Related:  Boolean values as 8 bit in compilers. Are operations on them inefficient?.  Stuff like (bool1 && bool2) ? x : y isn't always compiled as efficiently as you might hope.  Compilers are pretty good, but do have missed-optimization bugs.
What about that extra mov instruction?
It will go away when inlining, if the compiler doesn't need / want to keep the old un-flipped value around for later.  But in a stand-alone function, the first arg is in edi, and the return value needs to be in eax (in the x86-64 System V calling convention).
Tiny functions like this are a close approximation to what you might get as part of a large function (if this flip couldn't be optimized into something else), but needing the result in a different register is a confounding factor.
x86 doesn't have a copy-and-xor integer instruction, so for a stand-alone function it will take at least a mov to copy from the arg-passing register to eax.

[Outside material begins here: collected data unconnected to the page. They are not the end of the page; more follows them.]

//! # tally-db: Database Layer for Tally
//!
//! Persistence for the consumption ledger: an embedded SQLite database
//! accessed with sqlx, multi-record atomic write batches, and a change feed
//! that announces every commit.
//!
//! ## Architecture Position
//! ```text
//! ┌─────────────────────────────────────────────────────────────────────────┐
//! │                         Tally Data Flow                                 │
//! │                                                                         │
//! │  LedgerService (tally-ledger)                                          │
//! │       │ reads            │ commit(batch)          ▲ ChangeNotice        │
//! │       ▼                  ▼                        │                     │
//! │  ┌─────────────────────────────────────────────────────────────────┐   │
//! │  │                     tally-db (THIS CRATE)                       │   │
//! │  │                                                                 │   │
//! │  │   ┌─────────────┐   ┌──────────────┐   ┌──────────────────┐   │   │
//! │  │   │  Database   │   │ Repositories │   │   WriteBatch     │   │   │
//! │  │   │  (pool.rs)  │   │ product      │   │   (batch.rs)     │   │   │
//! │  │   │             │◄──│ party        │   │                  │   │   │
//! │  │   │ SqlitePool  │   │ consumption  │   │   ChangeFeed     │   │   │
//! │  │   │ Migrations  │   │ trash        │   │   (feed.rs)      │   │   │
//! │  │   └─────────────┘   └──────────────┘   └──────────────────┘   │   │
//! │  └─────────────────────────────────────────────────────────────────┘   │
//! │       │                                                                 │
//! │       ▼                                                                 │
//! │  ┌─────────────────────────────────────────────────────────────────┐   │
//! │  │                     SQLite Database (WAL)                       │   │
//! │  └─────────────────────────────────────────────────────────────────┘   │
//! └─────────────────────────────────────────────────────────────────────────┘
//! ```
//!
//! ## Module Organization
//!
//! - [`pool`] - Connection pool, repositories, commits
//! - [`batch`] - Staged writes applied in one transaction
//! - [`feed`] - Change notices
//! - [`migrations`] - Embedded database migrations
//! - [`error`] - Database error types
//! - [`repository`] - Read repositories (product, party, consumption, trash)
//!
//! ## Usage
//!
//! ```rust,ignore
//! use tally_db::{Database, DbConfig, WriteBatch};
//!
//! let db = Database::new(DbConfig::new("path/to/tally.db")).await?;
//! let mut feed = db.subscribe();
//!
//! let mut batch = WriteBatch::new();
//! batch.insert_consumption(entry).adjust_stock(writes);
//! let seq = db.commit(batch).await?;
//!
//! let notice = feed.recv().await?;
//! assert_eq!(notice.seq, seq);
//! ```

// =============================================================================
// Module Declarations
// =============================================================================

pub mod batch;
pub mod error;
pub mod feed;
pub mod migrations;
pub mod pool;
pub mod repository;

// =============================================================================
// Re-exports
// =============================================================================

pub use batch::{WriteBatch, WriteOp};
pub use error::{DbError, DbResult};
pub use feed::{ChangeNotice, Collection};
pub use pool::{Database, DbConfig};
pub use repository::{now, storable};

// Repository re-exports for convenience
pub use repository::consumption::ConsumptionRepository;
pub use repository::party::PartyRepository;
pub use repository::product::ProductRepository;
pub use repository::trash::TrashRepository;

lea is special: it's one of the few integer ALU instructions that can write the result to a different register instead of destroying its input.  lea is a copy-and-shift/add instruction, but there's no copy-and-xor instruction in x86.  Many RISC instruction sets have 3-operand instructions, for example MIPS could do xor $t1, $t2, $t3.
AVX introduced non-destructive versions of vector instructions (saving a lot of movdqa / movups register-copying in a lot of code), but for integer there are only a few new instructions that do different things.  rorx eax, ecx, 16  for example does eax = rotate_right(ecx, 16), and uses the same VEX encoding that non-destructive AVX instructions use.